Records shown:

━━━

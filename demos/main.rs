// Copyright 2023 Christian Jaeger <ch@christianjaeger.ch>. See the
// COPYRIGHT file at the top-level directory of this distribution.
//
// Licensed under the Apache License, Version 2.0 <LICENSE-APACHE or
// http://www.apache.org/licenses/LICENSE-2.0> or the MIT license
// <LICENSE-MIT or http://opensource.org/licenses/MIT>, at your
// option. This file may not be copied, modified, or distributed
// except according to those terms.

use rebarterm::config::{self, Config};
use rebarterm::read::{read_file, read_named, write_all};
use rebarterm::settings::WriteSettings;
use clap::Parser as ClapParser;
use std::io::{stdin, stdout, BufWriter};
use std::path::PathBuf;
use anyhow::{Result, bail};


#[derive(clap::Parser, Debug)]
#[clap(author, version, about, long_about = None)]
struct Args {
    /// Spaces per nesting level in the formatted output
    #[clap(short, long, value_parser, default_value_t = 4)]
    indent: usize,
    /// Print each top-level term on a single line instead
    #[clap(short, long, value_parser)]
    terms: bool,
    /// Print the structure of each term, showing variants and quoting
    #[clap(short, long, value_parser)]
    dump: bool,
    /// Verify that the formatted output parses back to equal terms,
    /// print nothing
    #[clap(long, value_parser)]
    check: bool,
    /// Log debugging information to stderr
    #[clap(short, long, value_parser)]
    verbose: bool,
    /// Path to the input file, `-` for stdin
    #[clap(value_parser, required(true))]
    input_path: PathBuf,
}

fn main() -> Result<()> {
    let args = Args::parse();

    tracing_subscriber::fmt()
        .with_max_level(if args.verbose {
            tracing::Level::DEBUG
        } else {
            tracing::Level::WARN
        })
        .with_writer(std::io::stderr)
        .init();

    let config: Config =
        if args.input_path.as_os_str() == "-" {
            read_named(stdin().lock(), "stdin")?
        } else {
            read_file(&args.input_path)?
        };

    if args.check {
        let formatted = config.format(args.indent);
        let reparsed = config::parse(&formatted)?;
        if !reparsed.same_terms(&config) {
            bail!("formatting {:?} with indent {} changed its terms",
                  args.input_path, args.indent)
        }
    } else if args.dump {
        for t in config.terms() {
            println!("{}.", t.dump());
        }
    } else if args.terms {
        for t in config.terms() {
            println!("{}.", t);
        }
    } else {
        write_all(BufWriter::new(stdout()),
                  &config,
                  &WriteSettings { indent: args.indent })?;
    }
    Ok(())
}
// Copyright 2023 Christian Jaeger <ch@christianjaeger.ch>. See the
// COPYRIGHT file at the top-level directory of this distribution.
//
// Licensed under the Apache License, Version 2.0 <LICENSE-APACHE or
// http://www.apache.org/licenses/LICENSE-2.0> or the MIT license
// <LICENSE-MIT or http://opensource.org/licenses/MIT>, at your
// option. This file may not be copied, modified, or distributed
// except according to those terms.

//! Get the complete contents of anything implementing `Read` as a
//! string; the parser only works on text that is fully in memory.

use std::io::{self, Read};
use utf8::{BufReadDecoder, BufReadDecoderError};

/// Invalid UTF-8 is reported as an `io::ErrorKind::InvalidData` error.
pub fn drain_to_string<R>(fh: R) -> io::Result<String>
    where R: Read
{
    let mut inp = BufReadDecoder::new(io::BufReader::new(fh));
    let mut out = String::new();
    while let Some(r) = inp.next_strict() {
        match r {
            Ok(s) => out.push_str(s),
            Err(BufReadDecoderError::Io(e)) => return Err(e),
            Err(BufReadDecoderError::InvalidByteSequence(bytes)) => {
                return Err(io::Error::new(
                    io::ErrorKind::InvalidData,
                    format!("invalid UTF-8 sequence {:?} after {} bytes",
                            bytes, out.len())))
            }
        }
    }
    Ok(out)
}

#[cfg(test)]
mod tests {
    use super::*;

    #[test]
    fn drains_everything() {
        let input = "{a, \"ü\"}.\n".repeat(2000);
        assert_eq!(drain_to_string(input.as_bytes()).unwrap(), input);
    }

    #[test]
    fn rejects_invalid_utf8() {
        let e = drain_to_string(&b"{a, \"\xff\"}."[..]).unwrap_err();
        assert_eq!(e.kind(), io::ErrorKind::InvalidData);
    }
}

━━━

Work to complete: Please output only the lines from the first line of the entries through the line with "else if args.dump", both included, exactly as written.

Result of this exercise:
filename demos/main.rs
// Copyright 2023 Christian Jaeger <ch@christianjaeger.ch>. See the
// COPYRIGHT file at the top-level directory of this distribution.
//
// Licensed under the Apache License, Version 2.0 <LICENSE-APACHE or
// http://www.apache.org/licenses/LICENSE-2.0> or the MIT license
// <LICENSE-MIT or http://opensource.org/licenses/MIT>, at your
// option. This file may not be copied, modified, or distributed
// except according to those terms.

use rebarterm::config::{self, Config};
use rebarterm::read::{read_file, read_named, write_all};
use rebarterm::settings::WriteSettings;
use clap::Parser as ClapParser;
use std::io::{stdin, stdout, BufWriter};
use std::path::PathBuf;
use anyhow::{Result, bail};


#[derive(clap::Parser, Debug)]
#[clap(author, version, about, long_about = None)]
struct Args {
    /// Spaces per nesting level in the formatted output
    #[clap(short, long, value_parser, default_value_t = 4)]
    indent: usize,
    /// Print each top-level term on a single line instead
    #[clap(short, long, value_parser)]
    terms: bool,
    /// Print the structure of each term, showing variants and quoting
    #[clap(short, long, value_parser)]
    dump: bool,
    /// Verify that the formatted output parses back to equal terms,
    /// print nothing
    #[clap(long, value_parser)]
    check: bool,
    /// Log debugging information to stderr
    #[clap(short, long, value_parser)]
    verbose: bool,
    /// Path to the input file, `-` for stdin
    #[clap(value_parser, required(true))]
    input_path: PathBuf,
}

fn main() -> Result<()> {
    let args = Args::parse();

    tracing_subscriber::fmt()
        .with_max_level(if args.verbose {
            tracing::Level::DEBUG
        } else {
            tracing::Level::WARN
        })
        .with_writer(std::io::stderr)
        .init();

    let config: Config =
        if args.input_path.as_os_str() == "-" {
            read_named(stdin().lock(), "stdin")?
        } else {
            read_file(&args.input_path)?
        };

    if args.check {
        let formatted = config.format(args.indent);
        let reparsed = config::parse(&formatted)?;
        if !reparsed.same_terms(&config) {
            bail!("formatting {:?} with indent {} changed its terms",
                  args.input_path, args.indent)
        }
    } else if args.dump {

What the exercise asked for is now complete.